- Education: University of Bombay
- Known for: Research on NGAL as a biomarker of acute kidney injury
- Scientific career
- Fields: Pediatric nephrology; acute kidney injury; renal biomarkers
- Workplaces: Cincinnati Children's Hospital Medical Center; University of Cincinnati College of Medicine

= Prasad Devarajan =

Pediatric nephrologist and physician-scientist

Prasad Devarajan is a pediatric nephrologist and physician-scientist whose research has focused on acute kidney injury (AKI), chronic kidney disease and biomarkers of renal injury. He is the Louise M. Williams Endowed Chair at Cincinnati Children's Hospital Medical Center, where he directs the Nephrology Clinical and Biomarker Laboratory, and is a professor of pediatrics and developmental biology at the University of Cincinnati College of Medicine. A substantial part of Devarajan's research has concerned neutrophil gelatinase-associated lipocalin (NGAL) as an early indicator of kidney injury.

== Education and career ==

Devarajan studied medicine at the University of Bombay in India. He subsequently trained in pediatrics and pediatric nephrology in the United States. His academic career has included appointments in pediatric nephrology at Yale School of Medicine and the Albert Einstein College of Medicine, before his work at Cincinnati Children's Hospital Medical Center and the University of Cincinnati.

At Cincinnati Children's, his appointments have included the Director of Nephrology and Hypertension, Louise M. Williams Endowed Chair in Pediatrics and leadership of clinical and research laboratories concerned with nephrology and renal biomarkers. He is also medical director of the hospital's Comprehensive Stone Center.

== Research ==

=== Acute kidney injury and NGAL ===

Devarajan's research on AKI has included studies of the cellular response to ischemic and nephrotoxic injury and the search for biomarkers capable of detecting kidney injury before conventional changes in serum creatinine become apparent.

In 2003, Devarajan and colleagues reported in the Journal of the American Society of Nephrology that NGAL expression increased following experimental ischemic renal injury and proposed urinary NGAL as an early non-invasive marker of renal injury.

A 2005 study published in The Lancet evaluated NGAL in 71 children undergoing cardiopulmonary bypass. Twenty of the children developed acute renal injury. In those patients, increases in urinary and serum NGAL were detectable within two hours after surgery, whereas diagnosis on the basis of serum creatinine occurred one to three days later. The study concluded that NGAL concentrations had potential as early predictive biomarkers of renal injury following cardiac surgery.

Devarajan later co-authored a 2009 systematic review and meta-analysis examining NGAL across 19 studies from eight countries involving more than 2,000 patients. The analysis found that NGAL had diagnostic value for AKI and was also associated with outcomes including the need for renal replacement therapy and in-hospital mortality, although its performance varied by clinical setting and patient population.

=== Lupus nephritis and other kidney disease ===

Devarajan has also conducted research on non-invasive biomarkers of lupus nephritis. He was among the investigators who developed the Renal Activity Index for Lupus (RAIL), a composite measure based on urinary biomarkers intended to estimate renal inflammatory activity without relying solely on kidney biopsy. A 2016 study in children and young adults found that the biomarker-based index correlated with histologic activity in lupus nephritis. Later studies prospectively evaluated and further developed RAIL in pediatric and adult populations.

== Honors and awards ==

- Biomarker Achievement Award, Eight Annual Biomarker Symposium (2012)
- ANIO Award for Academic Excellence (2015)
- Jeff Gray Translating Mechanisms to Management in AKI Award (2016)
- Distinguished Service Award, American Academy of Pediatrics (2024)

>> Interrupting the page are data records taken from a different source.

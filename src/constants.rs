use crate::chat::OpenAiChatRequestBody;
use crate::vision::OpenAiVisionRequestBody;
use serde::Serialize;

pub const GPT_API_URL: &str = "https://api.openai.com/v1/chat/completions";
pub const DEFAULT_MODEL: &str = "gpt-4o";
pub const SYSTEM_INSTRUCTIONS: &str = "Describe this image.";
pub const INLINE_IMAGE_PROMPT: &str = "Please describe the image with base64 code:";
pub const DEFAULT_SAVE_DIR: &str = "image_descriptions";
pub const ENV_FILE: &str = ".env";

pub const KEY_API_KEY: &str = "OPENAI_API_KEY";
pub const KEY_API_URL: &str = "OPENAI_API_URL";
pub const KEY_MODEL: &str = "IMGDESC_MODEL";
pub const KEY_SAVE_DIR: &str = "IMGDESC_SAVE_DIR";
pub const KEY_IMAGE_INPUT: &str = "IMGDESC_IMAGE_INPUT";

pub const CMD_OPEN: &str = "open";
pub const CMD_UPLOAD: &str = "upload";
pub const CMD_GENERATE: &str = "generate";
pub const CMD_GENERATE_SHORT: &str = "g";
pub const CMD_EDIT: &str = "edit";
pub const CMD_SHOW: &str = "show";
pub const CMD_DIR: &str = "dir";
pub const CMD_SAVE: &str = "save";
pub const CMD_KEY: &str = "key";
pub const CMD_HELP: &str = "help";
pub const CMD_QUIT: &str = "quit";
pub const CMD_EXIT: &str = "exit";

/// Terminates a multi-line `edit` block.
pub const EDIT_TERMINATOR: &str = ".";

#[derive(Serialize)]
pub enum RequestType {
    Chat(OpenAiChatRequestBody),
    Vision(OpenAiVisionRequestBody),
}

== Selected publications ==

- Mishra J, Ma Q, Prada A, et al. “Identification of neutrophil gelatinase-associated lipocalin as a novel early urinary biomarker for ischemic renal injury.” Journal of the American Society of Nephrology. 2003;14(10):2534-2543.
- Mishra J, Dent C, Tarabishi R, et al. “Neutrophil gelatinase-associated lipocalin (NGAL) as a biomarker for acute renal injury after cardiac surgery.” The Lancet. 2005;365(9466):1231-1238.
- Haase M, Bellomo R, Devarajan P, Schlattmann P, Haase-Fielitz A. “Accuracy of neutrophil gelatinase-associated lipocalin (NGAL) in diagnosis and prognosis in acute kidney injury: a systematic review and meta-analysis.” American Journal of Kidney Diseases. 2009;54(6):1012-1024.
- Brunner HI, Bennett MR, Abulaban K, et al. “Development of a novel renal activity index of lupus nephritis in children and young adults.” Arthritis Care & Research. 2016;68(7):1003-1011.